- YOUR INSTRUCTIONS
What lines in the data below mention the string "options"? Copy them out.

[Excerpts from a dataset]

##############################

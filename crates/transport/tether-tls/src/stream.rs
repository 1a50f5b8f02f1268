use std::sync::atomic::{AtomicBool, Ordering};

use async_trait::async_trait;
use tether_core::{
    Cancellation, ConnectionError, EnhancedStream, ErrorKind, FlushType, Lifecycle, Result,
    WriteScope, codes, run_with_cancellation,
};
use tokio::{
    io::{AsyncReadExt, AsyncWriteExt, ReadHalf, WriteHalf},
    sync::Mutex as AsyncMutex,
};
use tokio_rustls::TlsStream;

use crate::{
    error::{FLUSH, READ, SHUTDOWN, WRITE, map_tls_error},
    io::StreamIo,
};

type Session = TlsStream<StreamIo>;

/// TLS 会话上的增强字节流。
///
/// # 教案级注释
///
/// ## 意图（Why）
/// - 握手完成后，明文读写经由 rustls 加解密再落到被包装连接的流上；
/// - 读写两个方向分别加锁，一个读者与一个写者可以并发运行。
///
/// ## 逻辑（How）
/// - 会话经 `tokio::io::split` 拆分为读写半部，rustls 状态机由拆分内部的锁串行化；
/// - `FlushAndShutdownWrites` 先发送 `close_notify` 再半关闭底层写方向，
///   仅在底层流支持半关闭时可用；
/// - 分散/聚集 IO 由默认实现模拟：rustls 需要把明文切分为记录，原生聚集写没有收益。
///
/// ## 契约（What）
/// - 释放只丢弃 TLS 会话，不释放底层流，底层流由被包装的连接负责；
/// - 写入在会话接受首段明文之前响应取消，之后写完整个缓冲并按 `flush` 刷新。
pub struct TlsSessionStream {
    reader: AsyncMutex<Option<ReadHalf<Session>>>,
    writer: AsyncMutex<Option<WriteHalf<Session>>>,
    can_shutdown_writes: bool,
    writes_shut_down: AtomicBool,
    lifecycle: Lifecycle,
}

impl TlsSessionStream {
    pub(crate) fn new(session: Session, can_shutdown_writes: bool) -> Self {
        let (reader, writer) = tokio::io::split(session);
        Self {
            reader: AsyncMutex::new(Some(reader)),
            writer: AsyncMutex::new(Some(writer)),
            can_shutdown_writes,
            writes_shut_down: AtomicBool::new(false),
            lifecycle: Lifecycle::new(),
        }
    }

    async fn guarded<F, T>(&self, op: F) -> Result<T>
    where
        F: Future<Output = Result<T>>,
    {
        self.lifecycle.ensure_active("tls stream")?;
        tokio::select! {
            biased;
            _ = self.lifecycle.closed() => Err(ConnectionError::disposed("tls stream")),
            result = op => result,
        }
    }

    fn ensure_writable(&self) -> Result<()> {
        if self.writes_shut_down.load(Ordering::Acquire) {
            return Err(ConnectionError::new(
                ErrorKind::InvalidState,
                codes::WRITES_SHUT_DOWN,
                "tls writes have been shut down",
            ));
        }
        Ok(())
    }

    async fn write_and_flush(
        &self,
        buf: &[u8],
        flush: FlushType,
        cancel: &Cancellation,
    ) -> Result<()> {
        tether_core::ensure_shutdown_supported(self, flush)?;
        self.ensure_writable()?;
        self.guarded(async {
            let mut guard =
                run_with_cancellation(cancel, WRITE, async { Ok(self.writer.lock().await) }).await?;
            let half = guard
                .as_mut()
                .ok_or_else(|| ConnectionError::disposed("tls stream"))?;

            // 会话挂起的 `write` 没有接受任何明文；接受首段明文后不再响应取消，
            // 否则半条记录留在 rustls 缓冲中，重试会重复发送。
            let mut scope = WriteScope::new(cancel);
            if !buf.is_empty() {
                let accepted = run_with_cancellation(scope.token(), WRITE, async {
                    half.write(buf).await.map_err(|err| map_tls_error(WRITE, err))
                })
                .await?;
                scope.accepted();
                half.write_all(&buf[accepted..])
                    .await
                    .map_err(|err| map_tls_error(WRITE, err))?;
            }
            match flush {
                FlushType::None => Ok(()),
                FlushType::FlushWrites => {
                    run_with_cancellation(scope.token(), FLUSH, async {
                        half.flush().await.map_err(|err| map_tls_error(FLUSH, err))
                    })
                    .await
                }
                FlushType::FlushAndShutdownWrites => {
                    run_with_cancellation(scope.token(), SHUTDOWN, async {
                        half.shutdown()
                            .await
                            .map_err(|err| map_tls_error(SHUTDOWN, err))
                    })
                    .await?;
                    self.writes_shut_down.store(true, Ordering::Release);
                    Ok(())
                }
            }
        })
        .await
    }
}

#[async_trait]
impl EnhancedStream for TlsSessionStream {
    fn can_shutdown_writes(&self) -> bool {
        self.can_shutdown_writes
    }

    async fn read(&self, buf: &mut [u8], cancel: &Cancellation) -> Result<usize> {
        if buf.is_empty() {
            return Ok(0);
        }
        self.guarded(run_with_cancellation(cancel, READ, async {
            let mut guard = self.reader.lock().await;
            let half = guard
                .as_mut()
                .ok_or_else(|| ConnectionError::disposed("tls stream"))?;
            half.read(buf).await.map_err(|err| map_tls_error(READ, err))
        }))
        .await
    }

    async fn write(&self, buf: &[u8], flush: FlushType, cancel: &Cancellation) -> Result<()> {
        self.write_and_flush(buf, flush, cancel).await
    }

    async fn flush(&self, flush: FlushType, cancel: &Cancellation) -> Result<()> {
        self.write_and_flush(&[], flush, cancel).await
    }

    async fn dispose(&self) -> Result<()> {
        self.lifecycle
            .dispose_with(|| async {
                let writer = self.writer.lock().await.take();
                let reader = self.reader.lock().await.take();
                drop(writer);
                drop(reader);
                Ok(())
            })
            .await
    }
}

##############################

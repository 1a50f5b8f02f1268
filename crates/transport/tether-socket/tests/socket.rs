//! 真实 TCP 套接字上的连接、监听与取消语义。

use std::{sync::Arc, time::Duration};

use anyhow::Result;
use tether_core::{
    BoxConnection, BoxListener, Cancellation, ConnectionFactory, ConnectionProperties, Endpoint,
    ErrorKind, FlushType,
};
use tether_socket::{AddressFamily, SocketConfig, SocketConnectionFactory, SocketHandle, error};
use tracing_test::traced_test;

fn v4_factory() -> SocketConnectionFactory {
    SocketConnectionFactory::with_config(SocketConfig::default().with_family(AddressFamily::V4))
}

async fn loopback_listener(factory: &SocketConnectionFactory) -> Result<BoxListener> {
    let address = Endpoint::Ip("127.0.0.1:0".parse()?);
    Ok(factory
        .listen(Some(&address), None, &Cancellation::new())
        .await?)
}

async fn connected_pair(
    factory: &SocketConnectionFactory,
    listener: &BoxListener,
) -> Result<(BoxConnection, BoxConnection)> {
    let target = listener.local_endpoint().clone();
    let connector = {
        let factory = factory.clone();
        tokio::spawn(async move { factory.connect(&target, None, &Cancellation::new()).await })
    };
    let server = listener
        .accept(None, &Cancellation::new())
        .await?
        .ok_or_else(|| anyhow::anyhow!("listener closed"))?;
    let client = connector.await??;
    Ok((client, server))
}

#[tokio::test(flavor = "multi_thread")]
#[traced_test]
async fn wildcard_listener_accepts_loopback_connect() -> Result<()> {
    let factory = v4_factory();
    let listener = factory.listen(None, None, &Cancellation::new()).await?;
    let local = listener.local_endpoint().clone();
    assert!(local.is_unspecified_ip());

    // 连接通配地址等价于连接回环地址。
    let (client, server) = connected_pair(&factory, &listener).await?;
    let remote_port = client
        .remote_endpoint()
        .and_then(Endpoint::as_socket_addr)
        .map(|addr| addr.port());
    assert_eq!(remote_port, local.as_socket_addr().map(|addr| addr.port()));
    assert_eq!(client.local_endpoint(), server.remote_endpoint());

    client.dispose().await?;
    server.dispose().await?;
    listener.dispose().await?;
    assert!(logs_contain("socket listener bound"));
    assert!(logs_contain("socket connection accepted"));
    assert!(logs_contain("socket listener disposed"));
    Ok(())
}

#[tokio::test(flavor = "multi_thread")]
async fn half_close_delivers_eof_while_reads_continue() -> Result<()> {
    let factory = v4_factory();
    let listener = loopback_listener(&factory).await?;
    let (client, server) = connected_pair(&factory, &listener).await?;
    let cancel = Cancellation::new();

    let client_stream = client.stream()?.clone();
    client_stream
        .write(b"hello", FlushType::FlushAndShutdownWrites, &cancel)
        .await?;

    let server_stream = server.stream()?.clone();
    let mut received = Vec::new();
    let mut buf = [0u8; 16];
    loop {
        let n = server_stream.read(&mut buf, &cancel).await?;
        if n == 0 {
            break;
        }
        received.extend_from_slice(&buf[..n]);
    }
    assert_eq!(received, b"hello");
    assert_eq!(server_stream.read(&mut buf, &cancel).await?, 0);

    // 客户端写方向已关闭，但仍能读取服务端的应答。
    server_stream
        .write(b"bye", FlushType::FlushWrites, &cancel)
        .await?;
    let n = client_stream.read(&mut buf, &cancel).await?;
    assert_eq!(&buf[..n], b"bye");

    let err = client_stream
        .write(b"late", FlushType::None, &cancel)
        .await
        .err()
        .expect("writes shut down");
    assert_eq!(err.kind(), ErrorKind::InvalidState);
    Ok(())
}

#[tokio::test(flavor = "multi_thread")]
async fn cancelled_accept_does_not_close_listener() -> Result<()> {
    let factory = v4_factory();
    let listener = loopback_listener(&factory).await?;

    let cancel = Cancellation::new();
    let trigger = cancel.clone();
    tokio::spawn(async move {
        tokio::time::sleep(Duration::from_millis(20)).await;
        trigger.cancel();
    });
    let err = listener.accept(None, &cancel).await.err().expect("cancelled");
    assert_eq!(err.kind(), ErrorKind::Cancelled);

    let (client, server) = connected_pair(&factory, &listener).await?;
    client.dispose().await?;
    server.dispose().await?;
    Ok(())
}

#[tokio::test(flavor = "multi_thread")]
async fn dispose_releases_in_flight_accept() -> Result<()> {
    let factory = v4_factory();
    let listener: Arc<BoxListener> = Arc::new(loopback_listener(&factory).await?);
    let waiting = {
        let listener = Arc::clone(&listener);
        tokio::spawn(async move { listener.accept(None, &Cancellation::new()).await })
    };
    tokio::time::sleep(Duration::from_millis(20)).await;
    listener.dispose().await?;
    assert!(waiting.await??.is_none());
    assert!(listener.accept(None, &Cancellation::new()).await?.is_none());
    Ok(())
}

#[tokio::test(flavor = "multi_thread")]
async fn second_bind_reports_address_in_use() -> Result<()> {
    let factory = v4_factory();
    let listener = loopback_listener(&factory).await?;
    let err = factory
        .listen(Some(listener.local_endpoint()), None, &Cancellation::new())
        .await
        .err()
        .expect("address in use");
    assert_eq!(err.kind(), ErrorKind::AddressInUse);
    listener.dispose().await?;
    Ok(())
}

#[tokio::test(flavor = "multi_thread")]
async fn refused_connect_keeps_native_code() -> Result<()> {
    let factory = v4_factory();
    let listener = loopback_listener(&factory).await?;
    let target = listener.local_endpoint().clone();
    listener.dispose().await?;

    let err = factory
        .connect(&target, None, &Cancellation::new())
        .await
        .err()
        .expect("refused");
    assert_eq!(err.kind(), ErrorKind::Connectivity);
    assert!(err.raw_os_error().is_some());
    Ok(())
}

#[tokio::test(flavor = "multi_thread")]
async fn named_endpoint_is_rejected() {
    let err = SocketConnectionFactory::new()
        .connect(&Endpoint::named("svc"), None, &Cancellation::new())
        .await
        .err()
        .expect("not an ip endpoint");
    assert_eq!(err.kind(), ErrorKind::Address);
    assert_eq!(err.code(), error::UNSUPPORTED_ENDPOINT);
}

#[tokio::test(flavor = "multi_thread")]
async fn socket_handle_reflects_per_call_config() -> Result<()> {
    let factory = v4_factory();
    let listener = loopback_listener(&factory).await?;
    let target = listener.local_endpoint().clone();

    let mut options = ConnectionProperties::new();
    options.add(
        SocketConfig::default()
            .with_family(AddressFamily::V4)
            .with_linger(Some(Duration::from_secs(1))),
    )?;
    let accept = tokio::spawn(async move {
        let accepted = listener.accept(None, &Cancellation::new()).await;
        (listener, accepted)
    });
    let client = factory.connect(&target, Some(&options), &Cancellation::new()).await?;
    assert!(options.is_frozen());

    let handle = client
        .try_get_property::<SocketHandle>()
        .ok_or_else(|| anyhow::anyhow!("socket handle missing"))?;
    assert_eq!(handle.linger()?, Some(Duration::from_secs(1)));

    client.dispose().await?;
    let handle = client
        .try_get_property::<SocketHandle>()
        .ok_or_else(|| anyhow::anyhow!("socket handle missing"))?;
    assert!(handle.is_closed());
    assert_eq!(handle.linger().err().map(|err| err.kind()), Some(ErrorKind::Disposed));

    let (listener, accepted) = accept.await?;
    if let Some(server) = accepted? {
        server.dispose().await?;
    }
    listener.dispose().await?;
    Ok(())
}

##############################

- SOLUTION FOR THIS TASK
    let mut options = ConnectionProperties::new();
    options.add(
    let client = factory.connect(&target, Some(&options), &Cancellation::new()).await?;
    assert!(options.is_frozen());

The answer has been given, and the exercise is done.